P.S.: I'm writing an FMC tutorial, it will be up in a few weeks (days?)


----------



## whauk (Jul 17, 2014)

I really like this idea. But please use ' instead of ’. Also how do you post solves? And what about a search function? (with options like method, moves (exactly x, less than x), solver,...)


----------



## Meneghetti (Jul 17, 2014)

That's awesome, Sebastiano! Very good content! 

I created a very similar site to gather official FMC solves from the Brazilian competitors, and it's basically the same ideia as yours:
www.menas.com.br
(the difference is that we are noobs )


----------



## porkynator (Jul 17, 2014)

whauk said:


> I really like this idea.





Meneghetti said:


> That's awesome, Sebastiano! Very good content!


Thanks!


whauk said:


> But please use ' instead of ’.


I don't get it. A grammar mistake in my post?


whauk said:


> Also how do you post solves?


You need an account (I'm quite sure any Wordpress account is fine) and I have to authorize you in some way. If you want to post something let me know and I'll do it 


whauk said:


> And what about a search function? (with options like method, moves (exactly x, less than x), solver,...)


This is a good idea; the tags system and the basic search function work nicely, but it would be cool to have some more advanced filter. I hope there's a Wordpress plugin that would make this easier.



Meneghetti said:


> I created a very similar site to gather official FMC solves from the Brazilian competitors, and it's basically the same idea as yours:
> www.menas.com.br
> (the difference is that we are noobs )


I've seen it, and I think it's one of the best cubing websites ever! Simple and clear interface and the idea of having a video for each solve is really cool.


----------



## Evan Liu (Jul 17, 2014)

porkynator said:


> I don't get it. A grammar mistake in my post?


In Unicode, those are two different characters: ' is U+0027 and ’ , which you are using, is U+2019, and (perhaps more importantly) is not recognized by alg.cubing.net as "prime". Someone more well-versed in character encoding could probably explain in more detail if needed.

Anyway, great idea for a website; I've bookmarked it. 
If you want to put more regional records on the site, the solutions for my current mean of 3 NAR are here. None of them are even sub30 though.


----------



## dbax0999 (Jul 17, 2014)

This is a really cool idea! If you are interested, it probably won't be too hard to add Roofpig applets to animate the solutions.


----------



## porkynator (Jul 17, 2014)

Evan Liu said:


> In Unicode, those are two different characters: ' is U+0027 and ’ , which you are using, is U+2019, and (perhaps more importantly) is not recognized by alg.cubing.net as "prime". Someone more well-versed in character encoding could probably explain in more detail if needed.
> 
> Anyway, great idea for a website; I've bookmarked it.
> If you want to put more regional records on the site, the solutions for my current mean of 3 NAR are here. None of them are even sub30 though.

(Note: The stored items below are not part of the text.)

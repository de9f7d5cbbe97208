use tch::{Device, Kind, Tensor};

use crate::constants::ROPE_THETA;

/// Rotary position transform over the token axis. Rotates consecutive
/// `(even, odd)` channel pairs by `pos * theta^(-2i/dim)`.
#[derive(Debug)]
pub struct Rope {
    inv_freq: Tensor,
    dim: i64,
}

impl Rope {
    pub fn new(dim: i64, device: Device) -> Self {
        let half = dim / 2;
        let inv_freq = (Tensor::arange(half, (Kind::Float, device)) * (-2.0 * ROPE_THETA.ln() / dim as f64))
            .exp();
        Self { inv_freq, dim }
    }

    /// `[batch, seqlen, dim] -> [batch, seqlen, dim]`
    pub fn apply(&self, xs: &Tensor) -> Tensor {
        let size = xs.size();
        let (batch, seqlen) = (size[0], size[1]);
        let half = self.dim / 2;

        let pos = Tensor::arange(seqlen, (Kind::Float, xs.device()));
        let freqs = pos.unsqueeze(1) * self.inv_freq.to_device(xs.device()).unsqueeze(0);
        let (cos, sin) = (freqs.cos(), freqs.sin());

        let pairs = xs.to_kind(Kind::Float).reshape([batch, seqlen, half, 2]);
        let x1 = pairs.select(-1, 0);
        let x2 = pairs.select(-1, 1);
        let r1 = &x1 * &cos - &x2 * &sin;
        let r2 = &x1 * &sin + &x2 * &cos;
        Tensor::stack(&[r1, r2], -1)
            .reshape([batch, seqlen, self.dim])
            .to_kind(xs.kind())
    }
}

#[cfg(test)]
mod tests {
    use super::*;

    #[test]
    fn position_zero_is_identity() {
        let rope = Rope::new(8, Device::Cpu);
        let x = Tensor::randn([2, 5, 8], (Kind::Float, Device::Cpu));
        let y = rope.apply(&x);
        assert_eq!(y.size(), vec![2, 5, 8]);
        let diff = (y.select(1, 0) - x.select(1, 0)).abs().max().double_value(&[]);
        assert!(diff < 1e-6);
    }

    #[test]
    fn preserves_pair_norms() {
        let rope = Rope::new(16, Device::Cpu);
        let x = Tensor::randn([1, 9, 16], (Kind::Float, Device::Cpu));
        let y = rope.apply(&x);
        let norm = |t: &Tensor| {
            t.reshape([1, 9, 8, 2])
                .pow_tensor_scalar(2)
                .sum_dim_intlist(-1, false, Kind::Float)
        };
        let diff = (norm(&x) - norm(&y)).abs().max().double_value(&[]);
        assert!(diff < 1e-4);
    }

    #[test]
    fn first_pair_rotates_by_position() {
        let rope = Rope::new(4, Device::Cpu);
        // (1, 0) in the first pair, frequency 1
        let x = Tensor::from_slice(&[1.0f32, 0.0, 0.0, 0.0])
            .view([1, 1, 4])
            .repeat([1, 3, 1]);
        let y = rope.apply(&x);
        for t in 0..3 {
            let angle = t as f64;
            assert!((y.double_value(&[0, t, 0]) - angle.cos()).abs() < 1e-5);
            assert!((y.double_value(&[0, t, 1]) - angle.sin()).abs() < 1e-5);
        }
    }
}
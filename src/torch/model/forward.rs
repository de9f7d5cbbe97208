use tch::Tensor;
use tracing::debug;

use super::head::{extract_features, ClsPositions};
use super::{BiMamba, ClsTokens};
use crate::config::{PoolType, RopeMode};
use crate::torch::ssm::InferenceCache;
use crate::torch::transform::{SeqTransform, TransformRecord};

#[derive(Debug, Clone, Copy, Default)]
pub struct ForwardOptions {
    /// Skip the classification head.
    pub return_features: bool,
    /// Insert a single head/tail class token at a random position.
    pub random_cls_position: bool,
    pub train: bool,
}

impl BiMamba {
    /// Class-token insertion, position embedding, flip augmentation, the
    /// block stack and the final add-norm.
    ///
    /// Returns the final hidden states `[batch, tokens, embed_dim]` in the
    /// original token order, and where the class tokens sit.
    pub fn forward_hidden(
        &self,
        xs: &Tensor,
        opts: ForwardOptions,
        mut cache: Option<&mut InferenceCache>,
    ) -> (Tensor, Option<ClsPositions>) {
        let (mut x, positions) = self.insert_cls_tokens(xs, opts.random_cls_position);
        let seqlen = x.size()[1];

        if let Some(pos_embed) = &self.pos_embed {
            x = (x + pos_embed).dropout(self.cfg.drop_rate, opts.train);
        }

        let mut record = TransformRecord::new();
        if self.sample_flip() {
            x = record.push(&x, SeqTransform::Flip);
            debug!("flipped token sequence");
        }

        let (hidden, residual) = if self.cfg.bidirectional {
            self.run_pairs(x, &record, cache.as_deref_mut(), opts.train)
        } else {
            self.run_sequential(x, &record, cache.as_deref_mut(), opts.train)
        };
        if let Some(cache) = cache {
            cache.seqlen_offset += seqlen;
        }

        let hidden = match &residual {
            Some(_) => self.final_drop_path.forward(&hidden, opts.train),
            None => hidden,
        };
        let (hidden, _) = self.final_add_norm.forward(&hidden, residual.as_ref());
        (record.undo(&hidden), positions)
    }

    /// Pooled features `[batch, embed_dim]`, or the full token sequence for
    /// `max` / `all` pooling without class tokens.
    pub fn forward_features(
        &self,
        xs: &Tensor,
        opts: ForwardOptions,
        cache: Option<&mut InferenceCache>,
    ) -> Tensor {
        let (hidden, positions) = self.forward_hidden(xs, opts, cache);
        extract_features(&hidden, positions, self.cfg.pool)
    }

    pub fn forward(
        &self,
        xs: &Tensor,
        opts: ForwardOptions,
        cache: Option<&mut InferenceCache>,
    ) -> Tensor {
        let features = self.forward_features(xs, opts, cache);
        if opts.return_features {
            return features;
        }
        let logits = match &self.head {
            Some(head) => features.apply(head),
            None => features,
        };
        // Class-token features are already one vector per sample.
        if self.cfg.pool == PoolType::Max && matches!(self.cls, ClsTokens::None) {
            logits.amax([1], false)
        } else {
            logits
        }
    }

    fn run_sequential(
        &self,
        x: Tensor,
        record: &TransformRecord,
        mut cache: Option<&mut InferenceCache>,
        train: bool,
    ) -> (Tensor, Option<Tensor>) {
        let mut hidden = x;
        let mut residual: Option<Tensor> = None;
        for layer in &self.layers {
            (hidden, residual) = self.apply_rope(&hidden, residual, record);
            let (h, r) = layer.forward(&hidden, residual.as_ref(), cache.as_deref_mut(), train);
            hidden = h;
            residual = Some(r);
        }
        (hidden, residual)
    }

    /// Block `2i` scans the sequence as-is, block `2i + 1` scans it reversed;
    /// outputs and residuals are summed back in the same order.
    fn run_pairs(
        &self,
        x: Tensor,
        record: &TransformRecord,
        mut cache: Option<&mut InferenceCache>,
        train: bool,
    ) -> (Tensor, Option<Tensor>) {
        let reverse = SeqTransform::Flip;
        let mut hidden = x;
        let mut residual: Option<Tensor> = None;
        for pair in self.layers.chunks_exact(2) {
            (hidden, residual) = self.apply_rope(&hidden, residual, record);

            let (h_f, r_f) = pair[0].forward(&hidden, residual.as_ref(), cache.as_deref_mut(), train);
            let residual_b = residual.as_ref().map(|r| reverse.apply(r));
            let (h_b, r_b) = pair[1].forward(
                &reverse.apply(&hidden),
                residual_b.as_ref(),
                cache.as_deref_mut(),
                train,
            );

            hidden = h_f + reverse.invert(&h_b);
            residual = Some(r_f + reverse.invert(&r_b));
        }
        (hidden, residual)
    }

    /// Rotary transform in the original token order.
    fn apply_rope(
        &self,
        hidden: &Tensor,
        residual: Option<Tensor>,
        record: &TransformRecord,
    ) -> (Tensor, Option<Tensor>) {
        let Some(rope) = &self.rope else {
            return (hidden.shallow_clone(), residual);
        };
        let hidden = record.in_original_order(hidden, |h| rope.apply(h));
        let residual = match residual {
            Some(r) if self.cfg.rope == RopeMode::HiddenAndResidual => {
                Some(record.in_original_order(&r, |t| rope.apply(t)))
            }
            other => other,
        };
        (hidden, residual)
    }
}
pub mod conv;
pub mod drop_path;
pub mod fusion;
pub mod init;
pub mod load;
pub mod mixer;
pub mod model;
pub mod norm;
pub mod rope;
pub mod ssm;
pub mod transform;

Lol, I totally misinderstood. I'll change them. I think the problem was in copypasting into wp's editor.
I will probably post CRs despite their length 



dbax0999 said:


> This is a really cool idea! If you are interested, it probably won't be too hard to add Roofpig applets to animate the solutions.



Thanks, but I don't know how useful it would be: good FMC solution almost always include insertions, premoves and such. I might try to add it for those solves that don't though.


----------



## Me (Jul 17, 2014)

There used to be a weekly FMC contest. The site has been long offline and the data lost though.


----------



## okayama (Jul 18, 2014)

Suggestion: Some Sub-20 solutions in 1-hour


19-move solutions by Mirek Goljan and Guus Razoux Schultz (FMC 203)
18-move solution by Guus Razoux Schultz (Weekly competition 2012-20)
17-move solution by Guus Razoux Schultz (Weekly competition 2013-15)


----------



## porkynator (Jul 18, 2014)

I've fixed that prime/apostrophe thing, luckily I didn't have to change them one by one by hand.


okayama said:


> Suggestion: Some Sub-20 solutions in 1-hour
> 
> 
> 19-move solutions by Mirek Goljan and Guus Razoux Schultz (FMC 203)
> ...



I was already planning to post them :tu


----------



## mycube (Jul 18, 2014)

another 18 move solution from Marcel Peters in the German FMC competition 
scramble: F2 U2 F2 D B2 D R2 U' B2 D' U' B L U' F2 D' L R2 B' F' U'	
http://www.speedcubers.de/showthread.php?tid=4572&pid=180594#pid180594


----------



## Jimmy Liu (Jul 18, 2014)

God, I've been waiting for this so long!
Nice work, Tronto.
Also, I've gathered a lot results from The FMC thread which were from WCA competitions.
I'd like to upload them onto your website, but I don't know whether I need their permission.


----------



## porkynator (Jul 18, 2014)

I've posted every sub-20 I could find. Interestingly, 2/5 are EO-first solves.



Jimmy Liu said:


> God, I've been waiting for this so long!
> Nice work, Tronto.
> Also, I've gathered a lot results from The FMC thread which were from WCA competitions.
> I'd like to upload them onto your website, but I don't know whether I need their permission.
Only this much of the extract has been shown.